Task details >> Reproduce all the entries beneath this sentence exactly.

(Beginning of Supplied records)

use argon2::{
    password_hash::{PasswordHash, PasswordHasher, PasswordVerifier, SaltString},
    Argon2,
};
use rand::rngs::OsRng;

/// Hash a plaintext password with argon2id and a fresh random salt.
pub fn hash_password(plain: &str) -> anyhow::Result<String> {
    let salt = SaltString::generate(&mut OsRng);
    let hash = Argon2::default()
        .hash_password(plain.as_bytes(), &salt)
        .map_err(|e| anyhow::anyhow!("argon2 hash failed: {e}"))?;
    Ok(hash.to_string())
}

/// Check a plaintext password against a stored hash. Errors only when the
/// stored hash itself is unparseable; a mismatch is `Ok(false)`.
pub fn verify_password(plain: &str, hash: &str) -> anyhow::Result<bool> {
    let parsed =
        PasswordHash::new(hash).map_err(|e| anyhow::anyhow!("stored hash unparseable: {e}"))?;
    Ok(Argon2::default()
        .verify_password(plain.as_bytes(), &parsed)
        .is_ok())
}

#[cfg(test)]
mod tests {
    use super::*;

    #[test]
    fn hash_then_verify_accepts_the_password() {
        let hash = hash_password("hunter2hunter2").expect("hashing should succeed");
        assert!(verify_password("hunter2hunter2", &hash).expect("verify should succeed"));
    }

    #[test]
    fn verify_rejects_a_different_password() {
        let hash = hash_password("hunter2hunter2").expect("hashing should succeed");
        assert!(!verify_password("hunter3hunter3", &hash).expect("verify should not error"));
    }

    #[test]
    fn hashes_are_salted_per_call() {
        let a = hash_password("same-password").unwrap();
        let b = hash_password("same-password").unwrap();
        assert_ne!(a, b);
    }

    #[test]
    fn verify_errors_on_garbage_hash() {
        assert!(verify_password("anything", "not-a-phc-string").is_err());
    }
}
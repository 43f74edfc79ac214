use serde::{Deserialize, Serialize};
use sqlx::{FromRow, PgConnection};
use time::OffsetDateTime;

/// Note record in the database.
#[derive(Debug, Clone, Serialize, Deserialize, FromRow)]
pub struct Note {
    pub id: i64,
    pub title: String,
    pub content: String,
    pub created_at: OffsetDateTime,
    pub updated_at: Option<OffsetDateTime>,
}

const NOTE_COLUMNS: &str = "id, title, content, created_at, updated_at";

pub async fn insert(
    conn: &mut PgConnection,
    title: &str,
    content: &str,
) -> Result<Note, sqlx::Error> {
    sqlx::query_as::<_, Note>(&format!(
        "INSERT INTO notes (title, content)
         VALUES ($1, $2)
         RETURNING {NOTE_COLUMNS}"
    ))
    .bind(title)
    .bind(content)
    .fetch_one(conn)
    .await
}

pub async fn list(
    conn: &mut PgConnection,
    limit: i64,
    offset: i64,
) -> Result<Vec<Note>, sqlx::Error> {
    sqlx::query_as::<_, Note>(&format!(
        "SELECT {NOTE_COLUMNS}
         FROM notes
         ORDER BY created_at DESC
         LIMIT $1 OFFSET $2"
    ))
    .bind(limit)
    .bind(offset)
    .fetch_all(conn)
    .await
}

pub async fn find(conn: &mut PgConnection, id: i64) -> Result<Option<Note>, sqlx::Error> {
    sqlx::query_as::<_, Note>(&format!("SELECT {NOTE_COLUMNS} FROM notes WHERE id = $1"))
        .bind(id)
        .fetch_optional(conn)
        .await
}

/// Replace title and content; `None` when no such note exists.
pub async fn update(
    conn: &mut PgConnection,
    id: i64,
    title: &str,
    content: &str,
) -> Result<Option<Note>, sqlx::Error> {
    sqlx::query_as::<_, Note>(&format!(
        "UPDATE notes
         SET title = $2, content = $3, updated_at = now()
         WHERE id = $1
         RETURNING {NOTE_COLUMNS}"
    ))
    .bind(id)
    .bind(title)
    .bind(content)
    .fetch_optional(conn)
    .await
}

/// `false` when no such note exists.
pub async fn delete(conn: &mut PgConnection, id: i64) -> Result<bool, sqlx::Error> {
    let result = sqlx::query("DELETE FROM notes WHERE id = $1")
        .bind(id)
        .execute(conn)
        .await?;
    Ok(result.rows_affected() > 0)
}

(End of Supplied records)

Task response >>
use argon2::{
    password_hash::{PasswordHash, PasswordHasher, PasswordVerifier, SaltString},
    Argon2,
};
use rand::rngs::OsRng;

/// Hash a plaintext password with argon2id and a fresh random salt.
pub fn hash_password(plain: &str) -> anyhow::Result<String> {
    let salt = SaltString::generate(&mut OsRng);
    let hash = Argon2::default()
        .hash_password(plain.as_bytes(), &salt)
        .map_err(|e| anyhow::anyhow!("argon2 hash failed: {e}"))?;
    Ok(hash.to_string())
}

/// Check a plaintext password against a stored hash. Errors only when the
/// stored hash itself is unparseable; a mismatch is `Ok(false)`.
pub fn verify_password(plain: &str, hash: &str) -> anyhow::Result<bool> {
    let parsed =
        PasswordHash::new(hash).map_err(|e| anyhow::anyhow!("stored hash unparseable: {e}"))?;
    Ok(Argon2::default()
        .verify_password(plain.as_bytes(), &parsed)
        .is_ok())
}

#[cfg(test)]
mod tests {
    use super::*;

    #[test]
    fn hash_then_verify_accepts_the_password() {
        let hash = hash_password("hunter2hunter2").expect("hashing should succeed");
        assert!(verify_password("hunter2hunter2", &hash).expect("verify should succeed"));
    }

    #[test]
    fn verify_rejects_a_different_password() {
        let hash = hash_password("hunter2hunter2").expect("hashing should succeed");
        assert!(!verify_password("hunter3hunter3", &hash).expect("verify should not error"));
    }

    #[test]
    fn hashes_are_salted_per_call() {
        let a = hash_password("same-password").unwrap();
        let b = hash_password("same-password").unwrap();
        assert_ne!(a, b);
    }

    #[test]
    fn verify_errors_on_garbage_hash() {
        assert!(verify_password("anything", "not-a-phc-string").is_err());
    }
}
repository 43f74edfc79ac214
use serde::{Deserialize, Serialize};
use sqlx::{FromRow, PgConnection};
use time::OffsetDateTime;

/// Note record in the database.
#[derive(Debug, Clone, Serialize, Deserialize, FromRow)]
pub struct Note {
    pub id: i64,
    pub title: String,
    pub content: String,
    pub created_at: OffsetDateTime,
    pub updated_at: Option<OffsetDateTime>,
}

const NOTE_COLUMNS: &str = "id, title, content, created_at, updated_at";

pub async fn insert(
    conn: &mut PgConnection,
    title: &str,
    content: &str,
) -> Result<Note, sqlx::Error> {
    sqlx::query_as::<_, Note>(&format!(
        "INSERT INTO notes (title, content)
         VALUES ($1, $2)
         RETURNING {NOTE_COLUMNS}"
    ))
    .bind(title)
    .bind(content)
    .fetch_one(conn)
    .await
}

pub async fn list(
    conn: &mut PgConnection,
    limit: i64,
    offset: i64,
) -> Result<Vec<Note>, sqlx::Error> {
    sqlx::query_as::<_, Note>(&format!(
        "SELECT {NOTE_COLUMNS}
         FROM notes
         ORDER BY created_at DESC
         LIMIT $1 OFFSET $2"
    ))
    .bind(limit)
    .bind(offset)
    .fetch_all(conn)
    .await
}

pub async fn find(conn: &mut PgConnection, id: i64) -> Result<Option<Note>, sqlx::Error> {
    sqlx::query_as::<_, Note>(&format!("SELECT {NOTE_COLUMNS} FROM notes WHERE id = $1"))
        .bind(id)
        .fetch_optional(conn)
        .await
}

/// Replace title and content; `None` when no such note exists.
pub async fn update(
    conn: &mut PgConnection,
    id: i64,
    title: &str,
    content: &str,
) -> Result<Option<Note>, sqlx::Error> {
    sqlx::query_as::<_, Note>(&format!(
        "UPDATE notes
         SET title = $2, content = $3, updated_at = now()
         WHERE id = $1
         RETURNING {NOTE_COLUMNS}"
    ))
    .bind(id)
    .bind(title)
    .bind(content)
    .fetch_optional(conn)
    .await
}

/// `false` when no such note exists.
pub async fn delete(conn: &mut PgConnection, id: i64) -> Result<bool, sqlx::Error> {
    let result = sqlx::query("DELETE FROM notes WHERE id = $1")
        .bind(id)
        .execute(conn)
        .await?;
    Ok(result.rows_affected() > 0)
}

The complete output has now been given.